What the exercise asks: Your answer should be every line with the word "exceeds", copied from the data below.

Collected data:
+-------+

// SPDX-License-Identifier: AGPL-3.0-or-later
//
// Copyright (C) 2026 Relational Network

use std::sync::Arc;

use crate::auth::{CookiePolicy, GatePolicy, IdentityResolver, NonceIssuer, ReplayGuard};
use crate::clock::Clock;
use crate::config::{ConfigError, GateConfig, NONCE_SECRET_ENV, SESSION_DB_FILE};
use crate::session::{DurableBackend, MemoryBackend, SessionBackend, SessionStore, StoreResult};

/// Shared state handed to the gate middleware and handlers.
#[derive(Clone)]
pub struct AppState {
    pub resolver: Arc<IdentityResolver>,
    pub policy: Arc<GatePolicy>,
}

impl AppState {
    pub fn new(resolver: IdentityResolver, policy: GatePolicy) -> Self {
        Self {
            resolver: Arc::new(resolver),
            policy: Arc::new(policy),
        }
    }

    /// Wire every component from configuration.
    pub fn from_config(
        config: &GateConfig,
        backend: Arc<dyn SessionBackend>,
        clock: Arc<dyn Clock>,
    ) -> Result<Self, ConfigError> {
        let sessions = SessionStore::new(
            backend,
            clock.clone(),
            config.session_ttl,
            config.store_timeout,
        );
        let nonces = NonceIssuer::new(&config.nonce_secret, config.nonce_ttl, clock)
            .map_err(|e| ConfigError::InvalidValue(NONCE_SECRET_ENV.to_string(), e.to_string()))?;
        let resolver = IdentityResolver::new(
            sessions,
            nonces,
            ReplayGuard::new(config.nonce_cache_capacity),
            config.app_domain.clone(),
            config.refresh_percent,
        );
        let policy = GatePolicy::new(
            config.login_path.clone(),
            config.home_path.clone(),
            CookiePolicy::new(config.cookie_secure),
        );
        Ok(Self::new(resolver, policy))
    }
}

/// Open the session backend named by the configuration: redb under
/// `DATA_DIR` when set, memory otherwise.
pub fn open_backend(config: &GateConfig) -> StoreResult<Arc<dyn SessionBackend>> {
    match &config.data_dir {
        Some(dir) => {
            let path = dir.join(SESSION_DB_FILE);
            tracing::info!(path = %path.display(), "Using persistent session store");
            Ok(Arc::new(DurableBackend::open(&path)?))
        }
        None => {
            tracing::warn!("DATA_DIR not set; sessions are kept in memory and lost on restart");
            Ok(Arc::new(MemoryBackend::new()))
        }
    }
}
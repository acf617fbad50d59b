// SPDX-License-Identifier: AGPL-3.0-or-later
//
// Copyright (C) 2026 Relational Network

//! Session endpoints: explicit wallet sign-in, logout and "who am I".

use axum::{
    extract::{rejection::JsonRejection, State},
    http::{HeaderMap, StatusCode},
    response::{IntoResponse, Response},
    Json,
};
use chrono::{DateTime, Utc};
use serde::{Deserialize, Serialize};
use utoipa::ToSchema;

use crate::auth::{
    Auth, AuthError, CandidateCredentials, CookieDirective, Principal, PrincipalKind, WalletProof,
};
use crate::state::AppState;

/// Signed sign-in message submitted by a wallet.
#[derive(Debug, Deserialize, ToSchema)]
pub struct WalletLoginRequest {
    /// Ed25519 public key, standard base64 (32 bytes).
    pub public_key: String,
    /// The exact sign-in message that was signed, as plain text.
    pub message: String,
    /// Ed25519 signature over `message`, standard base64 (64 bytes).
    pub signature: String,
}

#[derive(Debug, Serialize, ToSchema)]
pub struct WalletLoginResponse {
    pub subject_id: String,
    pub kind: PrincipalKind,
    pub expires_at: DateTime<Utc>,
}

#[derive(Debug, Serialize, ToSchema)]
pub struct LogoutResponse {
    pub success: bool,
}

/// Sign in with a wallet-signed message and receive a session cookie.
#[utoipa::path(
    post,
    path = "/api/auth/wallet",
    tag = "Session",
    request_body = WalletLoginRequest,
    responses(
        (status = 200, description = "Session created; cookie set", body = WalletLoginResponse),
        (status = 400, description = "Body or field encoding is invalid"),
        (status = 401, description = "Proof rejected"),
        (status = 503, description = "Session store unavailable, retry")
    )
)]
pub async fn wallet_login(
    State(state): State<AppState>,
    body: Result<Json<WalletLoginRequest>, JsonRejection>,
) -> Result<Response, AuthError> {
    let Json(request) = body.map_err(|e| AuthError::MalformedRequest(e.body_text()))?;

    let proof = WalletProof::from_encoded(&request.public_key, &request.message, &request.signature)
        .ok_or_else(|| {
            AuthError::MalformedRequest("public_key and signature must be base64 Ed25519".into())
        })?;

    let resolution = state.resolver.login_with_wallet(&proof).await?;
    let (directive, expires_at) = match &resolution.cookie {
        Some(directive @ CookieDirective::Set { expires_at, .. }) => (directive, *expires_at),
        _ => {
            return Err(AuthError::Internal(
                "wallet login produced no session".to_string(),
            ))
        }
    };

    let body = WalletLoginResponse {
        subject_id: resolution.principal.subject_id().to_string(),
        kind: resolution.principal.kind(),
        expires_at,
    };
    let mut response = (StatusCode::OK, Json(body)).into_response();
    state
        .policy
        .cookies()
        .apply(directive, state.resolver.now(), response.headers_mut());
    Ok(response)
}

/// Revoke the current session, if any, and clear the cookie.
///
/// Succeeds without a session and during a store outage.
#[utoipa::path(
    post,
    path = "/api/auth/logout",
    tag = "Session",
    responses(
        (status = 200, description = "Cookie cleared", body = LogoutResponse)
    )
)]
pub async fn logout(State(state): State<AppState>, headers: HeaderMap) -> Response {
    let credentials = CandidateCredentials::from_headers(&headers);
    let directive = state
        .resolver
        .logout(credentials.session_id.as_deref())
        .await;

    let mut response = Json(LogoutResponse { success: true }).into_response();
    state
        .policy
        .cookies()
        .apply(&directive, state.resolver.now(), response.headers_mut());
    response
}

/// The principal the gate resolved for this request.
#[utoipa::path(
    get,
    path = "/api/auth/me",
    tag = "Session",
    responses(
        (status = 200, description = "Resolved principal", body = Principal),
        (status = 401, description = "Anonymous request")
    )
)]
pub async fn current_principal(Auth(principal): Auth) -> Json<Principal> {
    Json(principal)
}
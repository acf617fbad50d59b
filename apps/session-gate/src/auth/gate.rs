// SPDX-License-Identifier: AGPL-3.0-or-later
//
// Copyright (C) 2026 Relational Network

//! Route policy gate.
//!
//! Runs in front of every handler:
//!
//! 1. Classify the path. Static assets and the logout endpoints skip
//!    resolution entirely.
//! 2. Resolve the principal from the request's credentials.
//! 3. Decide allow / redirect / reject from the class and the principal.
//! 4. Attach the resolver's cookie directive to whatever response results.
//!
//! ```rust,ignore
//! let app = Router::new()
//!     .route("/dashboard", get(dashboard))
//!     .layer(axum::middleware::from_fn_with_state(state.clone(), gate_middleware))
//!     .with_state(state);
//! ```

use axum::{
    extract::{Request, State},
    http::Method,
    middleware::Next,
    response::{IntoResponse, Redirect, Response},
};

use super::cookie::CookiePolicy;
use super::credentials::CandidateCredentials;
use super::error::AuthError;
use super::principal::Principal;
use crate::state::AppState;

const PROTECTED_PREFIXES: &[&str] = &["/dashboard", "/profile", "/wallet"];
const AUTH_PREFIXES: &[&str] = &["/login", "/register"];
const LOGOUT_PATHS: &[&str] = &["/logout", "/api/auth/logout"];
const IMAGE_EXTENSIONS: &[&str] = &["svg", "png", "jpg", "jpeg", "gif", "webp", "ico", "avif"];

/// Route class used by the decision table.
#[derive(Debug, Clone, Copy, PartialEq, Eq)]
pub enum PathClass {
    /// Never resolved, always passed through.
    Excluded,
    Public,
    /// Login and registration pages.
    Auth,
    /// Pages that require a principal.
    Protected,
    /// JSON API; mutating calls require a principal.
    Api { mutating: bool },
}

impl PathClass {
    pub fn classify(method: &Method, path: &str) -> Self {
        if is_excluded(path) {
            return PathClass::Excluded;
        }
        if AUTH_PREFIXES.iter().any(|prefix| under(path, prefix)) {
            return PathClass::Auth;
        }
        if PROTECTED_PREFIXES.iter().any(|prefix| under(path, prefix)) {
            return PathClass::Protected;
        }
        if under(path, "/api") {
            let writes = matches!(
                *method,
                Method::POST | Method::PUT | Method::PATCH | Method::DELETE
            );
            return PathClass::Api {
                mutating: writes && !under(path, "/api/auth"),
            };
        }
        PathClass::Public
    }
}

/// `path` is `prefix` or lies below it, matching whole segments only.
fn under(path: &str, prefix: &str) -> bool {
    path.strip_prefix(prefix)
        .is_some_and(|rest| rest.is_empty() || rest.starts_with('/'))
}

fn is_excluded(path: &str) -> bool {
    if path.starts_with("/_next/static/")
        || under(path, "/_next/image")
        || path == "/favicon.ico"
        || LOGOUT_PATHS.contains(&path)
    {
        return true;
    }

    let file = path.rsplit('/').next().unwrap_or_default();
    file.rsplit_once('.').is_some_and(|(stem, ext)| {
        !stem.is_empty()
            && IMAGE_EXTENSIONS
                .iter()
                .any(|image| ext.eq_ignore_ascii_case(image))
    })
}

/// Outcome of the decision table.
#[derive(Debug, Clone, Copy, PartialEq, Eq)]
pub enum Decision {
    Allow,
    RedirectToLogin,
    RedirectHome,
    Reject,
}

/// The decision table.
pub fn decide(class: PathClass, principal: &Principal) -> Decision {
    let anonymous = principal.is_anonymous();
    match class {
        PathClass::Excluded | PathClass::Public | PathClass::Api { mutating: false } => {
            Decision::Allow
        }
        PathClass::Protected if anonymous => Decision::RedirectToLogin,
        PathClass::Api { mutating: true } if anonymous => Decision::Reject,
        PathClass::Auth if !anonymous => Decision::RedirectHome,
        PathClass::Protected | PathClass::Api { mutating: true } | PathClass::Auth => {
            Decision::Allow
        }
    }
}

/// Redirect targets and cookie attributes for the gate.
#[derive(Debug, Clone)]
pub struct GatePolicy {
    login_path: String,
    home_path: String,
    cookies: CookiePolicy,
}

impl GatePolicy {
    pub fn new(
        login_path: impl Into<String>,
        home_path: impl Into<String>,
        cookies: CookiePolicy,
    ) -> Self {
        Self {
            login_path: login_path.into(),
            home_path: home_path.into(),
            cookies,
        }
    }

    pub fn cookies(&self) -> &CookiePolicy {
        &self.cookies
    }

    pub fn home_path(&self) -> &str {
        &self.home_path
    }

    /// `LOGIN_PATH?next=<original path and query>`.
    pub fn login_redirect(&self, original: &str) -> String {
        let next: String = url::form_urlencoded::byte_serialize(original.as_bytes()).collect();
        format!("{}?next={next}", self.login_path)
    }
}

/// Gate middleware. Use with `axum::middleware::from_fn_with_state`.
pub async fn gate_middleware(
    State(state): State<AppState>,
    mut request: Request,
    next: Next,
) -> Response {
    let class = PathClass::classify(request.method(), request.uri().path());
    if class == PathClass::Excluded {
        return next.run(request).await;
    }

    let credentials = CandidateCredentials::from_headers(request.headers());
    let resolution = state.resolver.resolve(&credentials).await;
    let decision = decide(class, &resolution.principal);

    let mut response = match decision {
        Decision::Allow => {
            request.extensions_mut().insert(resolution.principal.clone());
            next.run(request).await
        }
        Decision::RedirectToLogin => {
            let original = request
                .uri()
                .path_and_query()
                .map(|pq| pq.as_str())
                .unwrap_or("/");
            tracing::debug!(path = %request.uri().path(), "Anonymous request to protected page");
            Redirect::temporary(&state.policy.login_redirect(original)).into_response()
        }
        Decision::RedirectHome => Redirect::temporary(state.policy.home_path()).into_response(),
        Decision::Reject => {
            tracing::debug!(path = %request.uri().path(), "Anonymous API mutation rejected");
            AuthError::Unauthenticated.into_response()
        }
    };

    if let Some(directive) = &resolution.cookie {
        state
            .policy
            .cookies()
            .apply(directive, state.resolver.now(), response.headers_mut());
    }
    response
}
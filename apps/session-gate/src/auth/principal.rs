// SPDX-License-Identifier: AGPL-3.0-or-later
//
// Copyright (C) 2026 Relational Network

//! The resolved identity behind a request.

use chrono::{DateTime, Utc};
use serde::{Deserialize, Serialize};
use utoipa::ToSchema;

/// How a principal was established.
#[derive(Debug, Clone, Copy, PartialEq, Eq, Serialize, Deserialize, ToSchema)]
#[serde(rename_all = "snake_case")]
pub enum PrincipalKind {
    /// No verified credential.
    Anonymous,
    /// Resolved from a live server-side session.
    Session,
    /// Resolved from a fresh wallet signature on this request.
    Wallet,
}

/// Identity attached to a request by the gate.
///
/// `Anonymous` always has an empty `subject_id` and every other kind a
/// non-empty one. The fields are private so that holds for every value.
#[derive(Debug, Clone, PartialEq, Eq, Serialize, ToSchema)]
pub struct Principal {
    kind: PrincipalKind,
    /// User id or canonical wallet public key (empty when anonymous).
    #[schema(example = "3q2+7wAAAAAAAAAAAAAAAAAAAAAAAAAAAAAAAAAAAAA=")]
    subject_id: String,
    resolved_at: DateTime<Utc>,
}

impl Principal {
    pub fn anonymous(at: DateTime<Utc>) -> Self {
        Self {
            kind: PrincipalKind::Anonymous,
            subject_id: String::new(),
            resolved_at: at,
        }
    }

    /// Returns `None` for `Anonymous` or an empty subject.
    pub fn authenticated(
        kind: PrincipalKind,
        subject_id: impl Into<String>,
        at: DateTime<Utc>,
    ) -> Option<Self> {
        let subject_id = subject_id.into();
        if kind == PrincipalKind::Anonymous || subject_id.is_empty() {
            return None;
        }
        Some(Self {
            kind,
            subject_id,
            resolved_at: at,
        })
    }

    pub fn kind(&self) -> PrincipalKind {
        self.kind
    }

    pub fn subject_id(&self) -> &str {
        &self.subject_id
    }

    pub fn resolved_at(&self) -> DateTime<Utc> {
        self.resolved_at
    }

    pub fn is_anonymous(&self) -> bool {
        self.kind == PrincipalKind::Anonymous
    }
}

#[cfg(test)]
mod tests {
    use super::*;

    #[test]
    fn anonymous_has_empty_subject() {
        let p = Principal::anonymous(Utc::now());
        assert!(p.is_anonymous());
        assert_eq!(p.subject_id(), "");
    }

    #[test]
    fn authenticated_requires_subject_and_non_anonymous_kind() {
        let now = Utc::now();
        assert!(Principal::authenticated(PrincipalKind::Session, "", now).is_none());
        assert!(Principal::authenticated(PrincipalKind::Anonymous, "user_1", now).is_none());

        let p = Principal::authenticated(PrincipalKind::Wallet, "key", now).unwrap();
        assert!(!p.is_anonymous());
        assert_eq!(p.kind(), PrincipalKind::Wallet);
        assert_eq!(p.subject_id(), "key");
        assert_eq!(p.resolved_at(), now);
    }

    #[test]
    fn serializes_kind_in_snake_case() {
        let p = Principal::authenticated(PrincipalKind::Session, "user_1", Utc::now()).unwrap();
        let json = serde_json::to_value(&p).unwrap();
        assert_eq!(json["kind"], "session");
        assert_eq!(json["subject_id"], "user_1");
    }
}
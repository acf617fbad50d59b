// SPDX-License-Identifier: AGPL-3.0-or-later
//
// Copyright (C) 2026 Relational Network

//! Wall-clock abstraction.
//!
//! Session expiry, sliding refresh and nonce freshness all compare against
//! "now". Components take an `Arc<dyn Clock>` so tests can drive time
//! explicitly with [`ManualClock`].

use std::sync::Mutex;

use chrono::{DateTime, TimeDelta, Utc};

/// Source of the current UTC time.
pub trait Clock: Send + Sync + 'static {
    fn now(&self) -> DateTime<Utc>;
}

/// Production clock backed by the system time.
#[derive(Debug, Default, Clone, Copy)]
pub struct SystemClock;

impl Clock for SystemClock {
    fn now(&self) -> DateTime<Utc> {
        Utc::now()
    }
}

/// Clock that only moves when told to.
#[derive(Debug)]
pub struct ManualClock {
    now: Mutex<DateTime<Utc>>,
}

impl ManualClock {
    pub fn new(start: DateTime<Utc>) -> Self {
        Self {
            now: Mutex::new(start),
        }
    }

    /// Move the clock forward by `delta`.
    pub fn advance(&self, delta: TimeDelta) {
        let mut now = self.now.lock().unwrap_or_else(|e| e.into_inner());
        *now += delta;
    }

    /// Jump to an absolute instant.
    pub fn set(&self, instant: DateTime<Utc>) {
        let mut now = self.now.lock().unwrap_or_else(|e| e.into_inner());
        *now = instant;
    }
}

impl Clock for ManualClock {
    fn now(&self) -> DateTime<Utc> {
        *self.now.lock().unwrap_or_else(|e| e.into_inner())
    }
}
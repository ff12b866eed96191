//! Fingerprint key derivation
//!
//! A [`KeyPolicy`] composes three independently pluggable sub-derivers
//! (URL, headers, body, concatenated in that order) into one request
//! fingerprint. Requests with equal fingerprints that are concurrently
//! in flight are collapsed by the pool.
//!
//! The body sub-deriver consumes the request body; the pipeline buffers
//! it first so the same bytes remain readable downstream on both the
//! driver and the rider path.

use std::fmt;
use std::io::{self, Read};

use sha2::{Digest, Sha256};

use crate::http::{Headers, Request, RequestUrl};

/// Error produced while deriving a fingerprint
///
/// The middleware treats any variant the same way: fail open and handle
/// the request without deduplication.
#[derive(Debug)]
pub enum KeyError {
    /// Reading the request body failed
    Io(io::Error),
    /// The body exceeds the configured buffering limit
    BodyTooLarge {
        /// Configured limit in bytes
        limit: usize,
    },
    /// A custom sub-deriver failed
    Deriver(String),
}

impl fmt::Display for KeyError {
    fn fmt(&self, f: &mut fmt::Formatter<'_>) -> fmt::Result {
        match self {
            KeyError::Io(err) => write!(f, "failed to read request body: {}", err),
            KeyError::BodyTooLarge { limit } => {
                write!(f, "request body exceeds key buffering limit of {} bytes", limit)
            }
            KeyError::Deriver(msg) => write!(f, "key deriver failed: {}", msg),
        }
    }
}

impl std::error::Error for KeyError {}

impl From<io::Error> for KeyError {
    fn from(err: io::Error) -> Self {
        KeyError::Io(err)
    }
}

type UrlDeriver = Box<dyn Fn(&RequestUrl) -> Result<String, KeyError> + Send + Sync>;
type HeaderDeriver = Box<dyn Fn(&Headers) -> Result<String, KeyError> + Send + Sync>;
type BodyDeriver = Box<dyn Fn(&mut dyn Read) -> Result<String, KeyError> + Send + Sync>;

/// Composable fingerprint policy
///
/// Absent sub-derivers contribute the empty string. The policy is an
/// explicit value threaded into the middleware; there is no process-wide
/// default.
pub struct KeyPolicy {
    url: Option<UrlDeriver>,
    header: Option<HeaderDeriver>,
    body: Option<BodyDeriver>,
    max_body: usize,
}

/// Default cap on how much body the pipeline buffers for fingerprinting
pub const DEFAULT_MAX_KEY_BODY: usize = 4 * 1024 * 1024;

impl KeyPolicy {
    /// Policy with no sub-derivers (every request maps to the empty key)
    pub fn none() -> Self {
        Self {
            url: None,
            header: None,
            body: None,
            max_body: DEFAULT_MAX_KEY_BODY,
        }
    }

    /// Default policy: scheme+host+port+path URL key, no header
    /// contribution, exact-byte-match body key
    pub fn exact() -> Self {
        Self::none().url(short_url_key).body(exact_body_key)
    }

    /// Lower-memory variant: same URL key, SHA-256 digest of the body
    pub fn digest() -> Self {
        Self::none().url(short_url_key).body(digest_body_key)
    }

    /// Replace the URL sub-deriver
    pub fn url<F>(mut self, f: F) -> Self
    where
        F: Fn(&RequestUrl) -> Result<String, KeyError> + Send + Sync + 'static,
    {
        self.url = Some(Box::new(f));
        self
    }

    /// Replace the header sub-deriver
    pub fn header<F>(mut self, f: F) -> Self
    where
        F: Fn(&Headers) -> Result<String, KeyError> + Send + Sync + 'static,
    {
        self.header = Some(Box::new(f));
        self
    }

    /// Replace the body sub-deriver
    pub fn body<F>(mut self, f: F) -> Self
    where
        F: Fn(&mut dyn Read) -> Result<String, KeyError> + Send + Sync + 'static,
    {
        self.body = Some(Box::new(f));
        self
    }

    /// Set the body buffering limit
    pub fn max_body(mut self, limit: usize) -> Self {
        self.max_body = limit;
        self
    }

    /// Derive the fingerprint for a request
    ///
    /// Buffers the body in place when a body sub-deriver is configured,
    /// so the request stays fully usable by the caller afterwards.
    pub fn derive(&self, req: &mut Request) -> Result<String, KeyError> {
        let mut key = String::new();

        if let Some(ref url) = self.url {
            key.push_str(&url(&req.url)?);
        }
        if let Some(ref header) = self.header {
            key.push_str(&header(&req.headers)?);
        }
        if let Some(ref body) = self.body {
            let bytes = req.body.read_all()?;
            if bytes.len() > self.max_body {
                return Err(KeyError::BodyTooLarge {
                    limit: self.max_body,
                });
            }
            let mut reader: &[u8] = &bytes;
            key.push_str(&body(&mut reader)?);
        }

        Ok(key)
    }
}

impl Default for KeyPolicy {
    fn default() -> Self {
        Self::exact()
    }
}

impl fmt::Debug for KeyPolicy {
    fn fmt(&self, f: &mut fmt::Formatter<'_>) -> fmt::Result {
        f.debug_struct("KeyPolicy")
            .field("url", &self.url.is_some())
            .field("header", &self.header.is_some())
            .field("body", &self.body.is_some())
            .field("max_body", &self.max_body)
            .finish()
    }
}

/// URL key from scheme, host, port, and path (query excluded)
pub fn short_url_key(url: &RequestUrl) -> Result<String, KeyError> {
    let port = url.port.map(|p| p.to_string()).unwrap_or_default();
    Ok(format!("{}{}{}{}", url.scheme, url.host, port, url.path))
}

/// URL key including the query string
pub fn full_url_key(url: &RequestUrl) -> Result<String, KeyError> {
    Ok(url.to_string())
}

/// Exact-byte-match body key: a lossless printable encoding of the raw
/// body bytes, so distinct bodies always produce distinct keys
pub fn exact_body_key(body: &mut dyn Read) -> Result<String, KeyError> {
    let mut buf = Vec::new();
    body.read_to_end(&mut buf)?;
    Ok(buf.escape_ascii().to_string())
}

/// Content-hash body key: SHA-256 of the body bytes, hex encoded
pub fn digest_body_key(body: &mut dyn Read) -> Result<String, KeyError> {
    let mut hasher = Sha256::new();
    io::copy(body, &mut hasher)?;
    Ok(hasher
        .finalize()
        .iter()
        .map(|b| format!("{b:02x}"))
        .collect())
}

+-------+

Answer section:
    /// The body exceeds the configured buffering limit
                write!(f, "request body exceeds key buffering limit of {} bytes", limit)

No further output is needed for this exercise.